**Your assignment**
Beginning with the line that holds "repository d45404753f340d17" in the data below, give again every line through the one that holds "when a newline", exactly as written.

++++++++

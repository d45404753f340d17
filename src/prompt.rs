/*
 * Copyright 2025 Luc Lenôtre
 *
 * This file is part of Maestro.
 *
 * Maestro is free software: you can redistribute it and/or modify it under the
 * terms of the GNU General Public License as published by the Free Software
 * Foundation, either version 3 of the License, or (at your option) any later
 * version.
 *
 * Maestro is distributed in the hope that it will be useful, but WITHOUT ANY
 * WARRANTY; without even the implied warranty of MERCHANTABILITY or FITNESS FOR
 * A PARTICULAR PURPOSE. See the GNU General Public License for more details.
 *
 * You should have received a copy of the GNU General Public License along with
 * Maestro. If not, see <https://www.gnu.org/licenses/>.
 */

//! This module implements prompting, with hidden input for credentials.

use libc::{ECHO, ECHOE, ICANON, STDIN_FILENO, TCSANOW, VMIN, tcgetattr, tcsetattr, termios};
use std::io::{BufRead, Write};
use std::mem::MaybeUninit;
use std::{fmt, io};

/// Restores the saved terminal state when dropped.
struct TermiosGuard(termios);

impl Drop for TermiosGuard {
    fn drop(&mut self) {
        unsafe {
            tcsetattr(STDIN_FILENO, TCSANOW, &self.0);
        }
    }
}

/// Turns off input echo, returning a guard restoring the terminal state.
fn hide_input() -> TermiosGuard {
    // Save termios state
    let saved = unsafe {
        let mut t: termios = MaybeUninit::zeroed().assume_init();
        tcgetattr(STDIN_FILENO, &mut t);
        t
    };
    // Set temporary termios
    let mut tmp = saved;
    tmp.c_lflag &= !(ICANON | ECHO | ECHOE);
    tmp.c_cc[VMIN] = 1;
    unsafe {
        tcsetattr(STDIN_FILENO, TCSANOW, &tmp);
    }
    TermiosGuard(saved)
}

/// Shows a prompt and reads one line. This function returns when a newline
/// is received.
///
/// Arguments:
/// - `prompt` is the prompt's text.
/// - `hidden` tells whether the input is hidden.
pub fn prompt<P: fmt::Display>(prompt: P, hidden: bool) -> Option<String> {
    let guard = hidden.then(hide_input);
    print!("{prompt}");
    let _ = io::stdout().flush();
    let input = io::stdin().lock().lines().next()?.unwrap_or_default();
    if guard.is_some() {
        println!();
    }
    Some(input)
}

++++++++

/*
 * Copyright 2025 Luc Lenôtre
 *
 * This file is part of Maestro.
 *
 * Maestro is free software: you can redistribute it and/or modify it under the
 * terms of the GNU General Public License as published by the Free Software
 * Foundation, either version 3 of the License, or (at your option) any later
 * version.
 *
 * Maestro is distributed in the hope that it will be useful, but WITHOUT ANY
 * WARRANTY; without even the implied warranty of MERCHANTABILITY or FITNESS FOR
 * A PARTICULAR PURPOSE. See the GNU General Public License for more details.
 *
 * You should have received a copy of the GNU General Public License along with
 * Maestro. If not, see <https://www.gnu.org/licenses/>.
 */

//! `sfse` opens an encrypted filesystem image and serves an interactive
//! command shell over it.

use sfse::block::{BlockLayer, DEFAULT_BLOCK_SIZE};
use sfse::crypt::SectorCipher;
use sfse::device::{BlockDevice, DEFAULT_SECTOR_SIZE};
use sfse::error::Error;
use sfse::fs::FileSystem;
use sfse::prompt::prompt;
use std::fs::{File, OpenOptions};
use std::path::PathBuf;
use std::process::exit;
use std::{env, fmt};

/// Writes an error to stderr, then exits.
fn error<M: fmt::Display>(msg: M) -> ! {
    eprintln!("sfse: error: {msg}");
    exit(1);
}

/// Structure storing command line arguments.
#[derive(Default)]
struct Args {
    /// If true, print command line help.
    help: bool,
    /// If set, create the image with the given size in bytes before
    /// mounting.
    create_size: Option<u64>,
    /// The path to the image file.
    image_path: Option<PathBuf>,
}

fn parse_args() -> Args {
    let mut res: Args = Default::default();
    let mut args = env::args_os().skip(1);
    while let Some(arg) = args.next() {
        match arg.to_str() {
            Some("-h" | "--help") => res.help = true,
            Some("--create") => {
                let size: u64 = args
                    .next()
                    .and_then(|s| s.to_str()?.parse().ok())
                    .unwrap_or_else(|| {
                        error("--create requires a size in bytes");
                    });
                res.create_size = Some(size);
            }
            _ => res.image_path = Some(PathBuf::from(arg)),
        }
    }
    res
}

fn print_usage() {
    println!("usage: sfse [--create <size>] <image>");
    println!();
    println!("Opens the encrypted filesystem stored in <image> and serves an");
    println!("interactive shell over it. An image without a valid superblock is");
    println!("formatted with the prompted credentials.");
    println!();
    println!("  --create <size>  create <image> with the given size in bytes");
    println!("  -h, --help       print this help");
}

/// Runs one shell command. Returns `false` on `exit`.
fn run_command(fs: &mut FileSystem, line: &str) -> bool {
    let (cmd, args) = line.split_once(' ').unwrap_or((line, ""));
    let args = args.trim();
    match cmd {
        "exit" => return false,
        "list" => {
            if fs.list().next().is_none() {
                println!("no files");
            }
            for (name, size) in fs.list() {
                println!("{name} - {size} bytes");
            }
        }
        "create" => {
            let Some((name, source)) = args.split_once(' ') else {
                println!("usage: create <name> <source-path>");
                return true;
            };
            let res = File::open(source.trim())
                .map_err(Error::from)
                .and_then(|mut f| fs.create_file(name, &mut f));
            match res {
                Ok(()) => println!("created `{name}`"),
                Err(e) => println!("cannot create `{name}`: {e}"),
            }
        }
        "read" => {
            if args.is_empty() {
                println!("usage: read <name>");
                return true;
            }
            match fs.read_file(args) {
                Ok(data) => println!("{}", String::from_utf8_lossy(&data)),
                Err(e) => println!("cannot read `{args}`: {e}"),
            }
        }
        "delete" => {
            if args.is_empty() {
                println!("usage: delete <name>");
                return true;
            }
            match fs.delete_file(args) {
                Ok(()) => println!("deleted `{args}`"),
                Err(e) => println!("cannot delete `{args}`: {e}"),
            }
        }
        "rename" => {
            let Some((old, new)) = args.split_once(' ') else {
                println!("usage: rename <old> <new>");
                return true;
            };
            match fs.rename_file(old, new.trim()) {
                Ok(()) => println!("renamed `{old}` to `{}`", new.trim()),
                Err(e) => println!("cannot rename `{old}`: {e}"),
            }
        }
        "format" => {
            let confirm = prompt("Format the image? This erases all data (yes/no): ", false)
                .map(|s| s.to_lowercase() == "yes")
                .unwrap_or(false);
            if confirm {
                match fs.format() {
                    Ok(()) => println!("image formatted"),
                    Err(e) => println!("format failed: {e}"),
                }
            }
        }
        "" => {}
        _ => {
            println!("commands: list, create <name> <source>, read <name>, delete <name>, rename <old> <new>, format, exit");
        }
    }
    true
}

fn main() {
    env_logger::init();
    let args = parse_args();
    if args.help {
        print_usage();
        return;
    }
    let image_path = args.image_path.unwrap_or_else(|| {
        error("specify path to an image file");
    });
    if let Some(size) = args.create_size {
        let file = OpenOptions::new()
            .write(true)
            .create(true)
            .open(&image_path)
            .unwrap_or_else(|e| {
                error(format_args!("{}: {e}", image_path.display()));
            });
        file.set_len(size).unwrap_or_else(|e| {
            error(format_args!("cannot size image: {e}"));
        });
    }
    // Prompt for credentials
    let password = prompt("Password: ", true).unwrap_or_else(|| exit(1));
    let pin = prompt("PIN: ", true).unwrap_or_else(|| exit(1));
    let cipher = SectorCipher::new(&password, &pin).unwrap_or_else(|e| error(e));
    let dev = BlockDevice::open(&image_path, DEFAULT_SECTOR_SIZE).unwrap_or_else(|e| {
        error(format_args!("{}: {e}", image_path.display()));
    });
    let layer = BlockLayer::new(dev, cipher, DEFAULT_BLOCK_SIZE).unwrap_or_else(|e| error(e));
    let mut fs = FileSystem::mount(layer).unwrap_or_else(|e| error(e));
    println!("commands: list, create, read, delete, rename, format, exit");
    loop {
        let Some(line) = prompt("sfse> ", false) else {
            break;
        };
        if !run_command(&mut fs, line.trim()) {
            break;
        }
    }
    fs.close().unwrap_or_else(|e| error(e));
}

++++++++

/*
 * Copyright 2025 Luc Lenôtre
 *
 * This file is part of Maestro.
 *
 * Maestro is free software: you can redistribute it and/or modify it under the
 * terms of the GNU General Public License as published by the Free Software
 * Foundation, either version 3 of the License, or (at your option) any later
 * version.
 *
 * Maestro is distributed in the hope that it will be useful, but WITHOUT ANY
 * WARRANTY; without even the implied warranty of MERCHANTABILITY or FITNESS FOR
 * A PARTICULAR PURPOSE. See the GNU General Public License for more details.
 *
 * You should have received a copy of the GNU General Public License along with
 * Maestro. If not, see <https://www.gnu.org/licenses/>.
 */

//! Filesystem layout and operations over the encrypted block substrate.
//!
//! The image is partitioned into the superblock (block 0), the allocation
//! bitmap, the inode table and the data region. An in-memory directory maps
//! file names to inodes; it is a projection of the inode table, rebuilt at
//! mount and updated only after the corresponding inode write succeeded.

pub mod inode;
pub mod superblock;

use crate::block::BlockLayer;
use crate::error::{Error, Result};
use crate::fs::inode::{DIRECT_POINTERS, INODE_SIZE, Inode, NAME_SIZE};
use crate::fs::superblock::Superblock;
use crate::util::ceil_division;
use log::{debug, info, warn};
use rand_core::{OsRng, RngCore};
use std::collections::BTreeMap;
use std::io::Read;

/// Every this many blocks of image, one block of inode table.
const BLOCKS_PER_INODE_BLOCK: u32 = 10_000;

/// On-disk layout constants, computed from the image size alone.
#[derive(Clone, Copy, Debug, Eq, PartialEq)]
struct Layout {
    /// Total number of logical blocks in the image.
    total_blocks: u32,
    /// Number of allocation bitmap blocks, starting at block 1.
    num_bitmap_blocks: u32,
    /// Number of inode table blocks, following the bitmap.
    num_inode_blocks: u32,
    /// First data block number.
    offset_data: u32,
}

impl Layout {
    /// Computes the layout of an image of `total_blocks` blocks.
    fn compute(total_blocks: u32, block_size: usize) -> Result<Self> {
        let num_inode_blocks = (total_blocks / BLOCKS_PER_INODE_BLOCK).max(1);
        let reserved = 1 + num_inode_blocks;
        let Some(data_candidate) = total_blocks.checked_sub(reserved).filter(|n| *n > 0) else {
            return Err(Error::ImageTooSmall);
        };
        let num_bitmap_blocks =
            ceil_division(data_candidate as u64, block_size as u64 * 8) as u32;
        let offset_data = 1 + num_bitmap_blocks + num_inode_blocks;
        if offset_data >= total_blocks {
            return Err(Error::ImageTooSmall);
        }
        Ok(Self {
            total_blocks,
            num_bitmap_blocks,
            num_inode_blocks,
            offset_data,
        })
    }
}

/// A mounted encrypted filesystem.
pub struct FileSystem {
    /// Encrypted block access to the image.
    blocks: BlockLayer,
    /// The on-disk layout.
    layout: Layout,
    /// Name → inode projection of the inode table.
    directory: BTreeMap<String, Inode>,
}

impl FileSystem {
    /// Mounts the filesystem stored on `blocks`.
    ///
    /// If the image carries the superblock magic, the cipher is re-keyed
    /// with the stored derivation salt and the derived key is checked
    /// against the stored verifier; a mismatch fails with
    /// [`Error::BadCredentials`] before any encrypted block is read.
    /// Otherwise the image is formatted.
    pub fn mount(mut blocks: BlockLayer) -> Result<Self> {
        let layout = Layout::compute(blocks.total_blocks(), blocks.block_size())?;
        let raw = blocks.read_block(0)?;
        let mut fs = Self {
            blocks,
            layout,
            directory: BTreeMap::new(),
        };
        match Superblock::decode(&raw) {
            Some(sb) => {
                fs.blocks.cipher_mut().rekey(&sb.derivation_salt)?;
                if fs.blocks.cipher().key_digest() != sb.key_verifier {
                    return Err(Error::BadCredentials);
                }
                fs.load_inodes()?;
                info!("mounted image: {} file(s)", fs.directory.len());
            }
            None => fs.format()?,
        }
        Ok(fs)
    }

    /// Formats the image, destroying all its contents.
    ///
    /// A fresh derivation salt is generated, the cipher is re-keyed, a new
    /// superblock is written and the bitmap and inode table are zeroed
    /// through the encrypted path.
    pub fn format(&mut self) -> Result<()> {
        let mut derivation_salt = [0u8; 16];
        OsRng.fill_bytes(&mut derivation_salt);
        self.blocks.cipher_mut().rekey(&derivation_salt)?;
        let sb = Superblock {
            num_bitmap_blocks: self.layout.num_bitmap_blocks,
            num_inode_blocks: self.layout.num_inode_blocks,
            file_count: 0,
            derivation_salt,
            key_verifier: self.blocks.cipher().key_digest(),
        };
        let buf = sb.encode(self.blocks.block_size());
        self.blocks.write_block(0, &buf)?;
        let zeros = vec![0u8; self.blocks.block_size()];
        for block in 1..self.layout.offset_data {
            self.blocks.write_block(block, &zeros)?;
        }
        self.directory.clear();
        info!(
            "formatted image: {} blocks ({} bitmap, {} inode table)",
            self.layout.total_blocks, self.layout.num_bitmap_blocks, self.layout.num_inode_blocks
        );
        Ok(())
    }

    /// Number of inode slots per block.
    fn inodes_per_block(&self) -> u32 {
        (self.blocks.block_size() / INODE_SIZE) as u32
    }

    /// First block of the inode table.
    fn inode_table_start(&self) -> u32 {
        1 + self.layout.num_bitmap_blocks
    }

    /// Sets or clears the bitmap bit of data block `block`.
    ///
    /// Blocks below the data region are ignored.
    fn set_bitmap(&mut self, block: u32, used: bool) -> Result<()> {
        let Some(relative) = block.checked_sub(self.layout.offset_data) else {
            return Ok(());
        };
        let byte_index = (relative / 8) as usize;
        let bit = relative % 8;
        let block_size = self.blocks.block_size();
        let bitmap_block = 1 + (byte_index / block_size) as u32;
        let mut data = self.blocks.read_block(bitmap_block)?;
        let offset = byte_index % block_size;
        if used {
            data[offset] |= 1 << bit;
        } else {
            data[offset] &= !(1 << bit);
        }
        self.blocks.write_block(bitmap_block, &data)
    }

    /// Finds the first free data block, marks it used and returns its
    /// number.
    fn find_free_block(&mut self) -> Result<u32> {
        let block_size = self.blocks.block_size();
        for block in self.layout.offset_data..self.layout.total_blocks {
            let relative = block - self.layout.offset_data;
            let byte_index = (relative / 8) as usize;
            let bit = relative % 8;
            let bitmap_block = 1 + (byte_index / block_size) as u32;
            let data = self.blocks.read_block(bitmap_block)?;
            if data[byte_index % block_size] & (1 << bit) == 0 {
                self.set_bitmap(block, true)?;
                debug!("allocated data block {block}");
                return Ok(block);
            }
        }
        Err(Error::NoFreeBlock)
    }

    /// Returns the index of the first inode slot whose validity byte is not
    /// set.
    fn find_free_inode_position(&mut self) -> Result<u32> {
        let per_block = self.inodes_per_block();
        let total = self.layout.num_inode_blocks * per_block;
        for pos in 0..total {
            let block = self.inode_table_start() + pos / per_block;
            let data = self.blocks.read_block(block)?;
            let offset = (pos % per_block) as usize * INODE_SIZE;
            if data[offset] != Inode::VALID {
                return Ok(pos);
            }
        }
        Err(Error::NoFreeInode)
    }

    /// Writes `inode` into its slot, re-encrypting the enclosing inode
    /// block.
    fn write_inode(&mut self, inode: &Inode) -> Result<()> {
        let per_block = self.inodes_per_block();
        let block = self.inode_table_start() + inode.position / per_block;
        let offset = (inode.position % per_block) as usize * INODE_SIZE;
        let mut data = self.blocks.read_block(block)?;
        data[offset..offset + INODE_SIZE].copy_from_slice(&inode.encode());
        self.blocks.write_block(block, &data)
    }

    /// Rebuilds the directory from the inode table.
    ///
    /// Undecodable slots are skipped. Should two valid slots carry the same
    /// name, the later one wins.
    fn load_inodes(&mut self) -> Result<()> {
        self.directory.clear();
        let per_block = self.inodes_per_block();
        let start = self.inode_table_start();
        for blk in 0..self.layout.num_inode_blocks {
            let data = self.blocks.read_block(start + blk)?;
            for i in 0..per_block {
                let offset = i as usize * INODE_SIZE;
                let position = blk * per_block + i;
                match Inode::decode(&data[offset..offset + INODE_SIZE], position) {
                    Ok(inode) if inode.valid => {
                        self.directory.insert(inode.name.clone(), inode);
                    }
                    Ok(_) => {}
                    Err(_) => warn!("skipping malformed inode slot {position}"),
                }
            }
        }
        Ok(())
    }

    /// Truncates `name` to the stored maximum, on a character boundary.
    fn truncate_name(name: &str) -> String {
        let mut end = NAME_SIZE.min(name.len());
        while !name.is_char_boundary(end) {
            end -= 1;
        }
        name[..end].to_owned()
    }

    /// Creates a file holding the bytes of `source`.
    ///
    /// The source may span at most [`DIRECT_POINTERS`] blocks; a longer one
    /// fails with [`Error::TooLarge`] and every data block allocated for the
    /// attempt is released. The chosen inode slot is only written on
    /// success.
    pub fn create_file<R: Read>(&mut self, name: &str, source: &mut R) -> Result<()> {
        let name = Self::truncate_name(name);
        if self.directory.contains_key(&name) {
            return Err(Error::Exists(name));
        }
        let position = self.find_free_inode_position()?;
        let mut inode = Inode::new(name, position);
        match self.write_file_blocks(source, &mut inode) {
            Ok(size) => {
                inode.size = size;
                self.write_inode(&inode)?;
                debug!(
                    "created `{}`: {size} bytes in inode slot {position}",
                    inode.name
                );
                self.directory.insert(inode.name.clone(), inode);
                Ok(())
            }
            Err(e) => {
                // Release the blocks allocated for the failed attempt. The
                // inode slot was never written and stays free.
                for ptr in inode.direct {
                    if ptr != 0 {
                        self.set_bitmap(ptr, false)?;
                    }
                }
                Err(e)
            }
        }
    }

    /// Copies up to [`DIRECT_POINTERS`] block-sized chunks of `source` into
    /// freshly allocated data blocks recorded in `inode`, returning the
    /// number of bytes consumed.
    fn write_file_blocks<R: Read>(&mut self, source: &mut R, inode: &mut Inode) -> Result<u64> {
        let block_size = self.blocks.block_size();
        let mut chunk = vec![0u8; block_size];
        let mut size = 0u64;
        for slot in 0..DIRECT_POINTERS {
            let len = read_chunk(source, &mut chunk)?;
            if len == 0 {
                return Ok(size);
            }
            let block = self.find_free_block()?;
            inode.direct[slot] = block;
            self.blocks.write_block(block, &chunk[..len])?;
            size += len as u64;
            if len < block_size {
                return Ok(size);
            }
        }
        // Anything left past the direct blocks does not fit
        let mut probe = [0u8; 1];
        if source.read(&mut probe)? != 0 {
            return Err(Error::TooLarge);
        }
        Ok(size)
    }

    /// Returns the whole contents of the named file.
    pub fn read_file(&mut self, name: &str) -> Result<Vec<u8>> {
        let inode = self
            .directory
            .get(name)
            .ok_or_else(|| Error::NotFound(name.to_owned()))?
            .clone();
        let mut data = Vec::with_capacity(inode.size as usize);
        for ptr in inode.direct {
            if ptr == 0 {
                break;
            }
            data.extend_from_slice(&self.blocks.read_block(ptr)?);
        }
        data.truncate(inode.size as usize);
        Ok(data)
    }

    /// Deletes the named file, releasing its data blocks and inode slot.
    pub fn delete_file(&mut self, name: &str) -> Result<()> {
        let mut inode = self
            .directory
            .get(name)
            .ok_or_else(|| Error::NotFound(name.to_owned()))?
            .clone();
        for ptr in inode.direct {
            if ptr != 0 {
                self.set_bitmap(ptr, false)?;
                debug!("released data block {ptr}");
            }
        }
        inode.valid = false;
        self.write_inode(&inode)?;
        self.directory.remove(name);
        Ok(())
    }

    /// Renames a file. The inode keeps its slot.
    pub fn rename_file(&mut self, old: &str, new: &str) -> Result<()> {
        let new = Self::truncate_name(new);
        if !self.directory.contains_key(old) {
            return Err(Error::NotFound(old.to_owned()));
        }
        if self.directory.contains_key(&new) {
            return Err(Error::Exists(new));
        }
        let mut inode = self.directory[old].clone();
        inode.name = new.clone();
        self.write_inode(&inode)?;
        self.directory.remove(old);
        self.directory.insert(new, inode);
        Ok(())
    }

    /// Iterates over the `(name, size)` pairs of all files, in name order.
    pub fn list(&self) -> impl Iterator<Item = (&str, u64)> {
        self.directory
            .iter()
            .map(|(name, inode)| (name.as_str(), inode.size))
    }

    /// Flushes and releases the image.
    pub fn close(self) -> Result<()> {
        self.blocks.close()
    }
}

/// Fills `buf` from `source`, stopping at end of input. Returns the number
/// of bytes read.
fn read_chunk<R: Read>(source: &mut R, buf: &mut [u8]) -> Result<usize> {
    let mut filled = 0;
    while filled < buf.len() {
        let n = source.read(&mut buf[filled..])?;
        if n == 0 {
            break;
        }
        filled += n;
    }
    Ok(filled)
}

++++++++

**Reply**
repository d45404753f340d17
filename src/prompt.rs
/*
 * Copyright 2025 Luc Lenôtre
 *
 * This file is part of Maestro.
 *
 * Maestro is free software: you can redistribute it and/or modify it under the
 * terms of the GNU General Public License as published by the Free Software
 * Foundation, either version 3 of the License, or (at your option) any later
 * version.
 *
 * Maestro is distributed in the hope that it will be useful, but WITHOUT ANY
 * WARRANTY; without even the implied warranty of MERCHANTABILITY or FITNESS FOR
 * A PARTICULAR PURPOSE. See the GNU General Public License for more details.
 *
 * You should have received a copy of the GNU General Public License along with
 * Maestro. If not, see <https://www.gnu.org/licenses/>.
 */

//! This module implements prompting, with hidden input for credentials.

use libc::{ECHO, ECHOE, ICANON, STDIN_FILENO, TCSANOW, VMIN, tcgetattr, tcsetattr, termios};
use std::io::{BufRead, Write};
use std::mem::MaybeUninit;
use std::{fmt, io};

/// Restores the saved terminal state when dropped.
struct TermiosGuard(termios);

impl Drop for TermiosGuard {
    fn drop(&mut self) {
        unsafe {
            tcsetattr(STDIN_FILENO, TCSANOW, &self.0);
        }
    }
}

/// Turns off input echo, returning a guard restoring the terminal state.
fn hide_input() -> TermiosGuard {
    // Save termios state
    let saved = unsafe {
        let mut t: termios = MaybeUninit::zeroed().assume_init();
        tcgetattr(STDIN_FILENO, &mut t);
        t
    };
    // Set temporary termios
    let mut tmp = saved;
    tmp.c_lflag &= !(ICANON | ECHO | ECHOE);
    tmp.c_cc[VMIN] = 1;
    unsafe {
        tcsetattr(STDIN_FILENO, TCSANOW, &tmp);
    }
    TermiosGuard(saved)
}

/// Shows a prompt and reads one line. This function returns when a newline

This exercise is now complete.